Hello everyone and welcome to the fourth of our AAR blog columns. The basic idea is that we choose a book every month and have a discussion about it. We’re still Elisabeth Lane (of Cooking Up Romance), a long-time romance reader who now creates recipes inspired by books and then blogs about it, and Alexis Hall (author of, most recently, Waiting for the Flood), relative newcomer to the romance genre and occasional writer.

Fair (or, honestly, slightly unfair) warning: we swapped around the order for today. We were supposed to be looking at Ginn Hale’s Lord of the White Hell, but we moved it to next month, so we could be joined by reviewing superstar, Willaful. Today we’re going to be looking at Rose Lerner’s Sweet Disorder instead.

Set during a local election, Sweet Disorder is essential small-town set Regency Romance, about Phoebe Sparks — a widow in possession of a vote only her husband could cast — and Nick Dymond, the son of a prominent Whig, who is dispatched to secure said vote by finding her a suitable husband.

AJH: I should probably warn you, I’m going to be useless for this. I have literally nothing to say about this book that isn’t ‘omg I loved that’.

Elisabeth: Well, this is going to be a short review then since I felt much the same way. So…SQUEE. See you next month?

AJH: Maybe can just replace ourselves with a set of wildly joyous reaction gifs?

Elisabeth: Honestly, I think that’s a fabulous idea. There’s only so many ways to say THIS BOOK WAS AWESOME, after all.

AJH: It was, however, so awesome that I’m kind of desperate to talk (gush/squee/exclaim) about it. I mean, I read a lot of historicals and it was such a breath of fresh air, to be away from the usual sorts of settings and situations. And, don’t get me wrong, I love me some slutty Duke and some Almack waltzing scandal, but I really appreciated the political focus, the small town environment, and the fact that the book is largely about middle class people with what felt to me like very human, recognisable problems. Problems like how to get on with your life when you’re a widow. What to do when your teenage sister gets pregnant. How to keep your sweet shop running when you don’t have much money. And so on.

Elisabeth: I’ve been reading historical romances for so long that a lot of them have started to blur together. Not that I don’t also love the ballrooms of Mayfair, but Sweet Disorder was powerfully original. And also so full of heart.

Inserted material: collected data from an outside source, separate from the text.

pub mod auth_service;
pub mod auth_storage;
pub mod browser;
pub mod config;
pub mod error;
pub mod oidc_client;
pub mod token_data;

pub use auth_service::AuthService;
pub use auth_storage::{FileStorage, MemoryStorage, Storage};
pub use browser::{Browser, HeadlessBrowser, Runtime, SystemBrowser};
pub use config::{AuthConfig, ErrorHandler};
pub use error::AuthError;
pub use oidc_client::{LoginState, OidcClient};
pub use token_data::Session;
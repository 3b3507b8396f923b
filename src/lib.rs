//! OpenID Connect authorization-code login for applications driven by page
//! redirects.
//!
//! Nothing is kept in memory between page loads: the session and the
//! "login in progress" marker live in a [`Storage`], and every page load
//! builds an [`AuthService`] that reconciles that state with the current URL.
//!
//! ```no_run
//! use oidc_redirect::{AuthConfig, AuthService, FileStorage, Runtime, SystemBrowser};
//!
//! # async fn run() -> Result<(), oidc_redirect::AuthError> {
//! let config = AuthConfig::new("https://sso.example.com/realms/main", "desktop")
//!     .with_desktop_redirect_url("example-desktop://callback")
//!     .with_auto_login(true);
//! let browser = SystemBrowser::new(Runtime::Desktop, url::Url::parse("example-desktop://app/")?);
//! let auth = AuthService::start(config, FileStorage::default_location("example")?, browser).await?;
//!
//! if auth.is_logged_in() {
//!     let _token = auth.get_token()?;
//! }
//! # Ok(())
//! # }
//! ```

pub mod auth;

pub use auth::{
    AuthConfig, AuthError, AuthService, Browser, ErrorHandler, FileStorage, HeadlessBrowser,
    LoginState, MemoryStorage, OidcClient, Runtime, Session, Storage, SystemBrowser,
};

Not just in the romance between the hero and the heroine, but in the community’s struggles, family issues and needing to find a way to get along in the world with all the scars of the past.

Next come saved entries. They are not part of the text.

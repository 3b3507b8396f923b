use std::fmt;
use std::path::Path;
use std::sync::Arc;
use std::time::Duration;

use serde::Deserialize;
use url::Url;

use crate::auth::error::AuthError;

const DEFAULT_REQUEST_TIMEOUT_SECS: u64 = 30;

/// Receives a fixed, human readable message whenever a redirect-driven step
/// fails and there is no caller left to return an error to.
#[derive(Clone)]
pub struct ErrorHandler(Arc<dyn Fn(&str) + Send + Sync>);

impl ErrorHandler {
    pub fn new<F>(f: F) -> Self
    where
        F: Fn(&str) + Send + Sync + 'static,
    {
        Self(Arc::new(f))
    }

    pub fn call(&self, message: &str) {
        (self.0)(message)
    }
}

impl Default for ErrorHandler {
    fn default() -> Self {
        Self::new(|message| log::error!("{}", message))
    }
}

impl fmt::Debug for ErrorHandler {
    fn fmt(&self, f: &mut fmt::Formatter<'_>) -> fmt::Result {
        f.write_str("ErrorHandler")
    }
}

#[derive(Debug, Clone, Deserialize)]
pub struct AuthConfig {
    /// Realm base URL, e.g. `https://sso.example.com/realms/main`.
    pub authority: String,
    pub client_id: String,
    #[serde(default)]
    pub auto_login: bool,
    /// Redirect URI used inside a native mobile wrapper.
    #[serde(default)]
    pub native_redirect_url: Option<String>,
    /// Redirect URI used inside a desktop shell.
    #[serde(default)]
    pub desktop_redirect_url: Option<String>,
    #[serde(default = "default_request_timeout_secs")]
    pub request_timeout_secs: u64,
    #[serde(skip)]
    pub error_handler: ErrorHandler,
}

fn default_request_timeout_secs() -> u64 {
    DEFAULT_REQUEST_TIMEOUT_SECS
}

impl AuthConfig {
    pub fn new(authority: impl Into<String>, client_id: impl Into<String>) -> Self {
        Self {
            authority: authority.into(),
            client_id: client_id.into(),
            auto_login: false,
            native_redirect_url: None,
            desktop_redirect_url: None,
            request_timeout_secs: DEFAULT_REQUEST_TIMEOUT_SECS,
            error_handler: ErrorHandler::default(),
        }
    }

    pub fn from_toml_str(contents: &str) -> Result<Self, AuthError> {
        let config: AuthConfig = toml::from_str(contents)?;
        config.validate()?;
        Ok(config)
    }

    pub fn load(path: &Path) -> Result<Self, AuthError> {
        let contents = std::fs::read_to_string(path)?;
        Self::from_toml_str(&contents)
    }

    pub fn with_auto_login(mut self, auto_login: bool) -> Self {
        self.auto_login = auto_login;
        self
    }

    pub fn with_native_redirect_url(mut self, url: impl Into<String>) -> Self {
        self.native_redirect_url = Some(url.into());
        self
    }

    pub fn with_desktop_redirect_url(mut self, url: impl Into<String>) -> Self {
        self.desktop_redirect_url = Some(url.into());
        self
    }

    pub fn with_error_handler<F>(mut self, f: F) -> Self
    where
        F: Fn(&str) + Send + Sync + 'static,
    {
        self.error_handler = ErrorHandler::new(f);
        self
    }

    pub fn request_timeout(&self) -> Duration {
        Duration::from_secs(self.request_timeout_secs)
    }

    pub fn validate(&self) -> Result<(), AuthError> {
        if self.authority.trim().is_empty() {
            return Err(AuthError::Config("authority is required".to_string()));
        }
        if self.client_id.trim().is_empty() {
            return Err(AuthError::Config("client_id is required".to_string()));
        }
        Url::parse(&self.authority)
            .map_err(|e| AuthError::Config(format!("authority is not a URL: {}", e)))?;
        Ok(())
    }
}
use base64::Engine;
use chrono::Utc;
use serde::{Deserialize, Serialize};
use serde_json::{Map, Value};

use crate::auth::error::AuthError;

/// Token endpoint response as stored under the session key, plus the
/// locally computed absolute expiry.
#[derive(Deserialize, Serialize, Clone, Debug, PartialEq, Default)]
pub struct Session {
    /// Opaque bearer token; never decoded here.
    pub access_token: String,

    #[serde(default, skip_serializing_if = "Option::is_none")]
    pub refresh_token: Option<String>,

    #[serde(default, skip_serializing_if = "Option::is_none")]
    pub id_token: Option<String>,

    /// Lifetime of the access token in seconds.
    #[serde(default, deserialize_with = "deserialize_expires_in")]
    pub expires_in: i64,

    /// Unix time in milliseconds, `now + expires_in * 1000` at the moment the
    /// response was received.
    #[serde(default)]
    pub expires_at: i64,

    #[serde(default, skip_serializing_if = "Option::is_none")]
    pub token_type: Option<String>,

    /// Anything else the provider returned (`scope`, `session_state`, ...).
    #[serde(flatten)]
    pub extra: Map<String, Value>,
}

impl Session {
    /// Parses a token endpoint body and stamps `expires_at`.
    pub fn from_token_response(body: &str) -> Result<Self, AuthError> {
        let mut session: Session = serde_json::from_str(body)?;
        session.expires_at = now_millis().saturating_add(session.expires_in.saturating_mul(1000));
        Ok(session)
    }

    pub fn is_expired(&self) -> bool {
        now_millis() >= self.expires_at
    }

    /// Check if the token will expire within five minutes
    pub fn expires_soon(&self) -> bool {
        now_millis().saturating_add(5 * 60 * 1000) >= self.expires_at
    }

    /// Claims carried in the id token payload. The signature is not checked.
    pub fn claims(&self) -> Result<Map<String, Value>, AuthError> {
        let id_token = self.id_token.as_deref().ok_or(AuthError::MissingIdToken)?;
        parse_id_token(id_token)
    }

    pub fn claim(&self, name: &str) -> Result<Option<Value>, AuthError> {
        Ok(self.claims()?.remove(name))
    }
}

// Some providers send the lifetime as a numeric string.
fn deserialize_expires_in<'de, D>(deserializer: D) -> Result<i64, D::Error>
where
    D: serde::Deserializer<'de>,
{
    #[derive(Deserialize)]
    #[serde(untagged)]
    enum Lifetime {
        Integer(i64),
        Float(f64),
        Text(String),
    }

    match Lifetime::deserialize(deserializer)? {
        Lifetime::Integer(secs) => Ok(secs),
        Lifetime::Float(secs) => Ok(secs as i64),
        Lifetime::Text(text) => text.trim().parse().map_err(serde::de::Error::custom),
    }
}

pub(crate) fn now_millis() -> i64 {
    Utc::now().timestamp_millis()
}

pub fn parse_id_token(jwt: &str) -> Result<Map<String, Value>, AuthError> {
    let parts: Vec<&str> = jwt.split('.').collect();
    if parts.len() != 3 {
        return Err(AuthError::InvalidJwt);
    }

    // Providers differ on padding, so strip it before decoding
    let payload_b64 = parts[1].trim_end_matches('=');
    let payload_bytes = base64::engine::general_purpose::URL_SAFE_NO_PAD.decode(payload_b64)?;

    match serde_json::from_slice::<Value>(&payload_bytes)? {
        Value::Object(claims) => Ok(claims),
        _ => Err(AuthError::InvalidJwt),
    }
}

#[cfg(test)]
pub(crate) mod tests {
    use super::*;
    use serde_json::json;

    pub(crate) fn make_jwt(payload: &Value) -> String {
        let header = json!({"alg": "none", "typ": "JWT"});
        let engine = base64::engine::general_purpose::URL_SAFE_NO_PAD;
        format!(
            "{}.{}.{}",
            engine.encode(serde_json::to_vec(&header).unwrap()),
            engine.encode(serde_json::to_vec(payload).unwrap()),
            engine.encode(b"sig")
        )
    }

    #[test]
    fn test_from_token_response_computes_expiry() {
        let before = now_millis();
        let session = Session::from_token_response(
            r#"{"access_token":"t","expires_in":3600,"token_type":"Bearer","scope":"openid"}"#,
        )
        .unwrap();
        let after = now_millis();

        assert_eq!(session.access_token, "t");
        assert_eq!(session.token_type.as_deref(), Some("Bearer"));
        assert!(session.expires_at >= before + 3_600_000);
        assert!(session.expires_at <= after + 3_600_000);
        assert_eq!(session.extra.get("scope"), Some(&json!("openid")));
        assert!(!session.is_expired());
    }

    #[test]
    fn test_from_token_response_huge_lifetime_saturates() {
        let session = Session::from_token_response(
            r#"{"access_token":"t","expires_in":9223372036854775}"#,
        )
        .unwrap();
        assert_eq!(session.expires_at, i64::MAX);
        assert!(!session.is_expired());
        assert!(!session.expires_soon());
    }

    #[test]
    fn test_from_token_response_string_lifetime() {
        let before = now_millis();
        let session =
            Session::from_token_response(r#"{"access_token":"t","expires_in":"3600"}"#).unwrap();

        assert_eq!(session.expires_in, 3600);
        assert!(session.expires_at >= before + 3_600_000);

        assert!(matches!(
            Session::from_token_response(r#"{"access_token":"t","expires_in":"soon"}"#),
            Err(AuthError::Json(_))
        ));
    }

    #[test]
    fn test_extra_fields_survive_storage_round_trip() {
        let session = Session::from_token_response(
            r#"{"access_token":"t","expires_in":60,"session_state":"abc","not-before-policy":0}"#,
        )
        .unwrap();
        let stored = serde_json::to_string(&session).unwrap();
        let restored: Session = serde_json::from_str(&stored).unwrap();
        assert_eq!(restored, session);
        assert_eq!(restored.extra.get("session_state"), Some(&json!("abc")));
    }

    #[test]
    fn test_expires_soon() {
        let session = Session {
            access_token: "t".to_string(),
            expires_at: now_millis() + 60_000,
            ..Default::default()
        };
        assert!(!session.is_expired());
        assert!(session.expires_soon());
    }

    #[test]
    fn test_parse_valid_jwt() {
        let jwt = make_jwt(&json!({
            "email": "test@example.com",
            "preferred_username": "test"
        }));
        let claims = parse_id_token(&jwt).unwrap();
        assert_eq!(claims.get("email"), Some(&json!("test@example.com")));
    }

    #[test]
    fn test_parse_invalid_jwt() {
        assert!(matches!(
            parse_id_token("not-a-jwt"),
            Err(AuthError::InvalidJwt)
        ));
        assert!(matches!(parse_id_token("a.!!!.c"), Err(AuthError::Base64(_))));
    }

    #[test]
    fn test_claim_lookup() {
        let session = Session {
            access_token: "t".to_string(),
            id_token: Some(make_jwt(&json!({"sub": "user-1"}))),
            ..Default::default()
        };
        assert_eq!(session.claim("sub").unwrap(), Some(json!("user-1")));
        assert_eq!(session.claim("email").unwrap(), None);

        let anonymous = Session::default();
        assert!(matches!(
            anonymous.claim("sub"),
            Err(AuthError::MissingIdToken)
        ));
    }
}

AJH: Yes, heart is exactly right. I loved the way pretty much every single character you meet is developed and nuanced and written with such understanding and compassion. Even the people who behave less than well. It’s essentially an arranged marriage plot and it could have been so easy to make Phoebe’s alternative choices unpleasant in some way, but they’re both decent men, who just happen to be wildly unsuitable for her. Moon because he’s kind of intimidated by her and the Tory guy, Mr Fairclough, who is just a little bit too patriarchal, although he’s compelling to her in other ways.

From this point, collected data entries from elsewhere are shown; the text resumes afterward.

//! Inbound peer server: exposes a [`Registry`]'s groups to remote peers over
//! HTTP, and the [`PeerPool`] that tracks ring membership for the outbound
//! side.
//!
//! The accept loop is adapted from `rust-dd-tako::server::run` — bind,
//! accept, wrap each connection in `hyper_util::rt::TokioIo`, serve HTTP/1.1
//! on a spawned task per connection — generalized from dispatching through a
//! router to dispatching through the group registry. Path parsing, status
//! codes, and the default base path come directly from
//! `original_source/http.go`'s `HTTPPool.ServeHTTP`.

use std::convert::Infallible;
use std::sync::Arc;

use bytes::Bytes;
use hashbrown::HashMap;
use http::{Response, StatusCode};
use http_body_util::Full;
use hyper::body::Incoming;
use hyper::server::conn::http1;
use hyper::service::service_fn;
use hyper::Request;
use hyper_util::rt::TokioIo;
use parking_lot::RwLock;
use percent_encoding::percent_decode_str;
use prost::Message;
use shardcache_core::{PeerGetter, PeerPicker, Registry};
use shardcache_hashring::HashRing;
use tokio::net::TcpListener;

use crate::client::HttpPeerGetter;
use crate::wire::FetchResponse;

/// Default peer-to-peer request path prefix, matching the Go original.
pub const DEFAULT_BASE_PATH: &str = "/_ocache/";

struct Inner {
    ring: HashRing,
    getters: HashMap<String, Arc<HttpPeerGetter>>,
}

/// Tracks ring membership for a pool of HTTP peers and picks the one that
/// should serve a given key, excluding `self_addr`.
///
/// `self_addr` and every peer identifier handed to [`PeerPool::set`] are
/// absolute base URLs (e.g. `http://10.0.0.2:8008`) — the same string used
/// both as a ring entry and as a key into the outbound-getter map, exactly
/// as the Go original's `HTTPPool` keys `httpGetters` by the raw peer
/// string.
pub struct PeerPool {
    self_addr: String,
    base_path: String,
    inner: RwLock<Inner>,
}

impl PeerPool {
    /// Creates a pool identifying itself as `self_addr`, using the default
    /// base path.
    pub fn new(self_addr: impl Into<String>) -> Self {
        Self::with_base_path(self_addr, DEFAULT_BASE_PATH)
    }

    /// Creates a pool with a custom base path.
    pub fn with_base_path(self_addr: impl Into<String>, base_path: impl Into<String>) -> Self {
        Self {
            self_addr: self_addr.into(),
            base_path: base_path.into(),
            inner: RwLock::new(Inner { ring: HashRing::default(), getters: HashMap::new() }),
        }
    }

    /// This pool's own identity, as it appears on the ring.
    pub fn self_addr(&self) -> &str {
        &self.self_addr
    }

    /// The path prefix peer-to-peer requests are served under.
    pub fn base_path(&self) -> &str {
        &self.base_path
    }

    /// Resets the pool's peer set: rebuilds the ring from scratch and
    /// allocates one [`HttpPeerGetter`] per peer, keyed by its identifier.
    pub fn set(&self, peers: &[impl AsRef<str>]) {
        let mut ring = HashRing::default();
        ring.set(peers);

        let mut getters = HashMap::with_capacity(peers.len());
        for peer in peers {
            let peer = peer.as_ref();
            getters.insert(peer.to_string(), Arc::new(HttpPeerGetter::new(format!("{peer}{}", self.base_path))));
        }

        let mut inner = self.inner.write();
        inner.ring = ring;
        inner.getters = getters;
    }
}

impl PeerPicker for PeerPool {
    fn pick_peer(&self, key: &str) -> Option<Arc<dyn PeerGetter>> {
        let inner = self.inner.read();
        let peer = inner.ring.get(key)?;
        if peer == self.self_addr {
            return None;
        }
        let getter = inner.getters.get(peer)?.clone();
        tracing::info!(self_addr = %self.self_addr, peer, "picked peer");
        Some(getter as Arc<dyn PeerGetter>)
    }
}

fn text_response(status: StatusCode, body: impl Into<Bytes>) -> Response<Full<Bytes>> {
    Response::builder().status(status).body(Full::new(body.into())).expect("static response is well-formed")
}

async fn handle(req: Request<Incoming>, registry: Arc<Registry>, base_path: Arc<str>) -> Response<Full<Bytes>> {
    let path = req.uri().path();
    let Some(rest) = path.strip_prefix(base_path.as_ref()) else {
        tracing::warn!(path, base_path = %base_path, "peer server serving unexpected path");
        return text_response(StatusCode::BAD_REQUEST, "bad request");
    };
    let Some((relation_enc, key_enc)) = rest.split_once('/') else {
        return text_response(StatusCode::BAD_REQUEST, "bad request");
    };
    let relation = percent_decode_str(relation_enc).decode_utf8_lossy().into_owned();
    let key = percent_decode_str(key_enc).decode_utf8_lossy().into_owned();

    tracing::info!(method = %req.method(), %path, "peer server request");

    let Some(group) = registry.get_group(&relation) else {
        return text_response(StatusCode::NOT_FOUND, format!("no such group: {relation}"));
    };

    match group.get(&key).await {
        Ok(value) => {
            let body = FetchResponse { value: value.to_vec() }.encode_to_vec();
            Response::builder()
                .status(StatusCode::OK)
                .header(http::header::CONTENT_TYPE, "application/octet-stream")
                .body(Full::new(Bytes::from(body)))
                .expect("static response is well-formed")
        }
        Err(err) => text_response(StatusCode::INTERNAL_SERVER_ERROR, err.to_string()),
    }
}

/// Accepts connections on `listener` and serves peer requests against
/// `registry` until the process is killed; each connection runs on its own
/// spawned task.
pub async fn serve(listener: TcpListener, registry: Arc<Registry>, base_path: impl Into<String>) -> std::io::Result<()> {
    let base_path: Arc<str> = Arc::from(base_path.into());
    tracing::info!(addr = %listener.local_addr()?, "peer server listening");

    loop {
        let (stream, _addr) = listener.accept().await?;
        let io = TokioIo::new(stream);
        let registry = registry.clone();
        let base_path = base_path.clone();

        tokio::spawn(async move {
            let svc = service_fn(move |req| {
                let registry = registry.clone();
                let base_path = base_path.clone();
                async move { Ok::<_, Infallible>(handle(req, registry, base_path).await) }
            });

            if let Err(err) = http1::Builder::new().serve_connection(io, svc).await {
                tracing::warn!(error = %err, "peer connection error");
            }
        });
    }
}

Elisabeth: It’s funny actually. I liked Mr. Moon much, much better as a hero than Nick, but that’s, well, for me. For Phoebe, he’s kind of a disaster. He doesn’t read (she’s a writer) and she doesn’t like sweets (he’s a baker), but I loved his down-to-earth wisdom and, of course, his bakery. I was very excited when Rose Lerner mentioned on Twitter recently that he’s going to get his own novella. But Nick had his good points.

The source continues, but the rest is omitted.